Le liseur

Le liseur

Le liseur (The Reader de Stephen Daldry) : Amour, nazisme et culpabilité dans l’Allemagne de l’après-guerre.

Dans le Berlin de l’après Seconde guerre mondiale, un jeune lycéen, Michael Berg, découvre l’amour grâce à Hannah Schmidt, contrôleuse de tramway célibataire (interprétée par Kate Winslet). Leur relation, après une rencontre un peu curieuse sera très forte tout d’abord sur un plan sensuel : le jeune homme a en ce domaine tout à découvrir. Mais très vite s’installe entre les deux amants un curieux rituel. Avant de faire l’amour, le jeune homme doit lire à sa maîtresse de longs passages des grandes oeuvres qu’il étudie : l’Odyssée ou Goethe par exemple. Le film reconstitue remarquablement l’ambiance de l’Allemagne d’après-guerre et la première partie du film est particulièrement réussie. Puis, brusquement, l’histoire d’amour prend fin. Le jeune homme, qui a beaucoup de mal à s’en remettre, devient un brillant étudiant en droit, et à ce titre se voit contraint de suivre le procès de gardiennes de camp nazies. Sur le banc des accusées : Hannah Schmidt. La deuxième partie, plus décousue, mêle le passé et le présent : le procès, la prison, la suite de leur relation, la poursuite par d’autres voies l’étrange activité de « liseur » de Michael, qui devenu un homme est incarné à l’écran par Ralph Fiennes.

Le film de Stephen Daldry (The Hours, Billy Elliott) adapte très fidèlement le roman de Bernhard Schlink (paru depuis en Folio), best seller dans le monde entier en 1995. Les acteurs sont remarquables à commencer par Kate Winslet qui hérite à

nouveau (après les Noces rebelles) d’un rôle superbe, un rôle à oscars… Deux petits bémols cependant : la vo est en anglais ce qui est dommage (et ça l’est encore plus de faire jouer le grand Bruno Ganz - La Chute - acteur germanophone en anglais). Et l’on ne parlait pas anglais dans la RFA des années 60. Pour une fois que la VF se justifiait, le film est surtout distribué en VO… Par ailleurs, le film se veut (comme le livre) une réflexion sur la mémoire et l’héritage nazi dans l’Allemagne de l’après-guerre. Pourtant, sans dévoiler le secret du film, il repose sur des postulats curieux et historiquement faux. Le régime nazi n’était pas inculte, au contraire : Wagner et Beethoven régnaient dans les salles de concert, le plus grand philosophe allemand (Heidegger) était au service du régime, une majorité de médecins très cultivés se sont mis au service de la barbarie nazie.
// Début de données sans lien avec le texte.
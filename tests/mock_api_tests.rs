//! Mock API tests for the Gemini and ElevenLabs clients
//!
//! A local wiremock server stands in for both services.

use serde_json::json;
use voiceover::analyze::{AnalysisRequest, GeminiAnalyzer, VideoAnalyzer};
use voiceover::error::{ApiErrorKind, VoiceoverError};
use voiceover::voice::{ElevenLabsClient, SpeechRequest, VoiceSynthesizer};
use wiremock::matchers::{body_partial_json, header, method, path, query_param};
use wiremock::{Mock, MockServer, ResponseTemplate};

// ============================================================================
// Gemini API Mock Tests
// ============================================================================

mod gemini_tests {
    use super::*;

    const GENERATE_PATH: &str = "/models/gemini-2.0-flash:generateContent";

    fn request() -> AnalysisRequest<'static> {
        AnalysisRequest {
            video: b"fake mp4 bytes",
            mime_type: "video/mp4",
            goal: "Explain the onboarding flow",
            language_code: "en",
            language_name: "English",
            target_duration: Some(12.0),
        }
    }

    fn candidate(text: &str) -> serde_json::Value {
        json!({
            "candidates": [{
                "content": { "parts": [{ "text": text }], "role": "model" },
                "finishReason": "STOP"
            }]
        })
    }

    #[tokio::test]
    async fn test_analyze_success() {
        let server = MockServer::start().await;
        Mock::given(method("POST"))
            .and(path(GENERATE_PATH))
            .and(query_param("key", "test-key"))
            .and(body_partial_json(json!({
                "generation_config": { "response_mime_type": "application/json" }
            })))
            .respond_with(ResponseTemplate::new(200).set_body_json(candidate(
                r#"{"transcript": "Sign up in seconds.", "timestamps": [{"time": "00:00", "text": "Sign up in seconds."}]}"#,
            )))
            .expect(1)
            .mount(&server)
            .await;

        let analyzer = GeminiAnalyzer::new("test-key".to_string()).with_base_url(server.uri());
        let narration = analyzer.analyze(&request()).await.unwrap();

        assert_eq!(narration.transcript, "Sign up in seconds.");
        assert_eq!(narration.timestamps.len(), 1);
        assert_eq!(analyzer.name(), "Google Gemini");
    }

    #[tokio::test]
    async fn test_analyze_strips_code_fence() {
        let server = MockServer::start().await;
        Mock::given(method("POST"))
            .and(path(GENERATE_PATH))
            .respond_with(ResponseTemplate::new(200).set_body_json(candidate(
                "```json\n{\"transcript\": \"Fenced narration\", \"timestamps\": []}\n```",
            )))
            .mount(&server)
            .await;

        let analyzer = GeminiAnalyzer::new("test-key".to_string()).with_base_url(server.uri());
        let narration = analyzer.analyze(&request()).await.unwrap();
        assert_eq!(narration.transcript, "Fenced narration");
    }

    #[tokio::test]
    async fn test_custom_model_endpoint() {
        let server = MockServer::start().await;
        Mock::given(method("POST"))
            .and(path("/models/gemini-1.5-pro:generateContent"))
            .respond_with(
                ResponseTemplate::new(200)
                    .set_body_json(candidate(r#"{"transcript": "Pro model"}"#)),
            )
            .expect(1)
            .mount(&server)
            .await;

        let analyzer = GeminiAnalyzer::new("test-key".to_string())
            .with_model("gemini-1.5-pro")
            .with_base_url(server.uri());
        assert_eq!(
            analyzer.analyze(&request()).await.unwrap().transcript,
            "Pro model"
        );
    }

    #[tokio::test]
    async fn test_unauthorized_is_classified() {
        let server = MockServer::start().await;
        Mock::given(method("POST"))
            .and(path(GENERATE_PATH))
            .respond_with(ResponseTemplate::new(401).set_body_json(json!({
                "error": { "code": 401, "message": "API key not valid.", "status": "UNAUTHENTICATED" }
            })))
            .expect(1)
            .mount(&server)
            .await;

        let analyzer = GeminiAnalyzer::new("bad-key".to_string()).with_base_url(server.uri());
        match analyzer.analyze(&request()).await {
            Err(VoiceoverError::Api {
                service,
                status,
                kind,
                message,
            }) => {
                assert_eq!(service, "Gemini");
                assert_eq!(status, 401);
                assert_eq!(kind, ApiErrorKind::Unauthorized);
                assert_eq!(message, "API key not valid.");
            }
            other => panic!("expected API error, got {other:?}"),
        }
    }

    #[tokio::test]
    async fn test_rate_limit_is_not_retried() {
        let server = MockServer::start().await;
        Mock::given(method("POST"))
            .and(path(GENERATE_PATH))
            .respond_with(ResponseTemplate::new(429).set_body_string("Too many requests"))
            .expect(1)
            .mount(&server)
            .await;

        let analyzer = GeminiAnalyzer::new("test-key".to_string()).with_base_url(server.uri());
        match analyzer.analyze(&request()).await {
            Err(VoiceoverError::Api { kind, .. }) => assert_eq!(kind, ApiErrorKind::RateLimited),
            other => panic!("expected API error, got {other:?}"),
        }
    }

    #[tokio::test]
    async fn test_empty_candidates_is_malformed() {
        let server = MockServer::start().await;
        Mock::given(method("POST"))
            .and(path(GENERATE_PATH))
            .respond_with(ResponseTemplate::new(200).set_body_json(json!({ "candidates": [] })))
            .mount(&server)
            .await;

        let analyzer = GeminiAnalyzer::new("test-key".to_string()).with_base_url(server.uri());
        assert!(matches!(
            analyzer.analyze(&request()).await,
            Err(VoiceoverError::MalformedResponse(_))
        ));
    }
}

// ============================================================================
// ElevenLabs API Mock Tests
// ============================================================================

mod elevenlabs_tests {
    use super::*;

    #[tokio::test]
    async fn test_synthesize_returns_audio_bytes() {
        let server = MockServer::start().await;
        Mock::given(method("POST"))
            .and(path("/v1/text-to-speech/voice-123"))
            .and(query_param("output_format", "mp3_44100_128"))
            .and(header("xi-api-key", "el-key"))
            .and(body_partial_json(json!({
                "text": "Hello world",
                "model_id": "eleven_multilingual_v2"
            })))
            .respond_with(
                ResponseTemplate::new(200)
                    .insert_header("content-type", "audio/mpeg")
                    .set_body_bytes(b"ID3fake-mp3".to_vec()),
            )
            .expect(1)
            .mount(&server)
            .await;

        let client = ElevenLabsClient::new(" el-key ".to_string()).with_base_url(server.uri());
        let request = SpeechRequest::new("  Hello world\n", "voice-123", "eleven_multilingual_v2");
        let audio = client.synthesize(&request).await.unwrap();

        assert_eq!(audio, b"ID3fake-mp3");
        assert_eq!(client.name(), "ElevenLabs");
        assert_eq!(client.audio_extension(), "mp3");
    }

    #[tokio::test]
    async fn test_blank_voice_uses_default() {
        let server = MockServer::start().await;
        Mock::given(method("POST"))
            .and(path("/v1/text-to-speech/JBFqnCBsd6RMkjVDRZzb"))
            .respond_with(ResponseTemplate::new(200).set_body_bytes(b"mp3".to_vec()))
            .expect(1)
            .mount(&server)
            .await;

        let client = ElevenLabsClient::new("el-key".to_string()).with_base_url(server.uri());
        let request = SpeechRequest::new("Hi", "", "");
        assert_eq!(client.synthesize(&request).await.unwrap(), b"mp3");
    }

    #[tokio::test]
    async fn test_validation_error_detail() {
        let server = MockServer::start().await;
        Mock::given(method("POST"))
            .and(path("/v1/text-to-speech/voice-123"))
            .respond_with(ResponseTemplate::new(422).set_body_json(json!({
                "detail": { "status": "text_too_long", "message": "Text exceeds the character limit" }
            })))
            .expect(1)
            .mount(&server)
            .await;

        let client = ElevenLabsClient::new("el-key".to_string()).with_base_url(server.uri());
        let request = SpeechRequest::new("Hi", "voice-123", "eleven_multilingual_v2");
        match client.synthesize(&request).await {
            Err(VoiceoverError::Api {
                service,
                kind,
                message,
                ..
            }) => {
                assert_eq!(service, "ElevenLabs");
                assert_eq!(kind, ApiErrorKind::InvalidRequest);
                assert_eq!(message, "Text exceeds the character limit");
            }
            other => panic!("expected API error, got {other:?}"),
        }
    }

    #[tokio::test]
    async fn test_server_error_uses_category_message() {
        let server = MockServer::start().await;
        Mock::given(method("POST"))
            .and(path("/v1/text-to-speech/voice-123"))
            .respond_with(ResponseTemplate::new(503))
            .expect(1)
            .mount(&server)
            .await;

        let client = ElevenLabsClient::new("el-key".to_string()).with_base_url(server.uri());
        let request = SpeechRequest::new("Hi", "voice-123", "eleven_multilingual_v2");
        match client.synthesize(&request).await {
            Err(VoiceoverError::Api { kind, message, .. }) => {
                assert_eq!(kind, ApiErrorKind::Server);
                assert_eq!(message, kind.user_message("ElevenLabs"));
            }
            other => panic!("expected API error, got {other:?}"),
        }
    }

    #[tokio::test]
    async fn test_list_voices() {
        let server = MockServer::start().await;
        Mock::given(method("GET"))
            .and(path("/v1/voices"))
            .and(header("xi-api-key", "el-key"))
            .respond_with(ResponseTemplate::new(200).set_body_json(json!({
                "voices": [
                    {
                        "voice_id": "JBFqnCBsd6RMkjVDRZzb",
                        "name": "George",
                        "category": "premade",
                        "labels": { "accent": "british", "gender": "male" },
                        "preview_url": "https://example.com/george.mp3"
                    },
                    { "voice_id": "abc", "name": "Custom" }
                ]
            })))
            .expect(1)
            .mount(&server)
            .await;

        let client = ElevenLabsClient::new("el-key".to_string()).with_base_url(server.uri());
        let voices = client.list_voices().await.unwrap();

        assert_eq!(voices.len(), 2);
        assert_eq!(voices[0].name, "George");
        assert_eq!(voices[0].describe(), "male, british");
        assert_eq!(voices[1].category, None);
        assert_eq!(voices[1].describe(), "");
    }

    #[tokio::test]
    async fn test_preview_uses_sample_text() {
        let server = MockServer::start().await;
        Mock::given(method("POST"))
            .and(path("/v1/text-to-speech/voice-9"))
            .and(body_partial_json(json!({
                "text": voiceover::voice::elevenlabs::PREVIEW_TEXT
            })))
            .respond_with(ResponseTemplate::new(200).set_body_bytes(b"sample".to_vec()))
            .expect(1)
            .mount(&server)
            .await;

        let client = ElevenLabsClient::new("el-key".to_string()).with_base_url(server.uri());
        assert_eq!(client.preview("voice-9", None).await.unwrap(), b"sample");
    }
}
pub mod gemini;

pub use gemini::GeminiAnalyzer;

use crate::error::Result;
use async_trait::async_trait;
use serde::{Deserialize, Serialize};

/// One sentence of narration anchored to a point in the video.
#[derive(Debug, Clone, PartialEq, Serialize, Deserialize)]
pub struct TimedLine {
    /// `MM:SS` offset into the video.
    pub time: String,
    pub text: String,
}

/// Narration script produced from a video.
#[derive(Debug, Clone, PartialEq, Serialize, Deserialize)]
pub struct Narration {
    /// Plain text ready for speech synthesis.
    pub transcript: String,
    #[serde(default)]
    pub timestamps: Vec<TimedLine>,
}

#[derive(Debug, Clone)]
pub struct AnalysisRequest<'a> {
    pub video: &'a [u8],
    pub mime_type: &'a str,
    /// What the user wants the narration to explain.
    pub goal: &'a str,
    pub language_code: &'a str,
    pub language_name: &'a str,
    /// Length the spoken narration should roughly fill.
    pub target_duration: Option<f64>,
}

#[async_trait]
pub trait VideoAnalyzer: Send + Sync {
    async fn analyze(&self, request: &AnalysisRequest<'_>) -> Result<Narration>;
    fn name(&self) -> &'static str;
}

/// MIME type for a video file extension.
pub fn video_mime_type(extension: Option<&str>) -> &'static str {
    match extension.map(|e| e.to_ascii_lowercase()).as_deref() {
        Some("mp4") | Some("m4v") => "video/mp4",
        Some("mov") => "video/quicktime",
        Some("webm") => "video/webm",
        Some("mkv") => "video/x-matroska",
        Some("avi") => "video/x-msvideo",
        Some("mpeg") | Some("mpg") => "video/mpeg",
        Some("3gp") => "video/3gpp",
        _ => "video/mp4",
    }
}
Enfin l’alphabétisation--régime totalitaire oblige- était très poussée… Ceci n’enlève rien au mérite de cette histoire puissante et romanesque, et l’on aura du mal à oublier Kate Winslet écrivant une belle lettre à son ancien amant….De plus, la plongée dans les coulisses judiciaires de la RFA est d’autant plus réussie que l’auteur du roman est lui-même juge.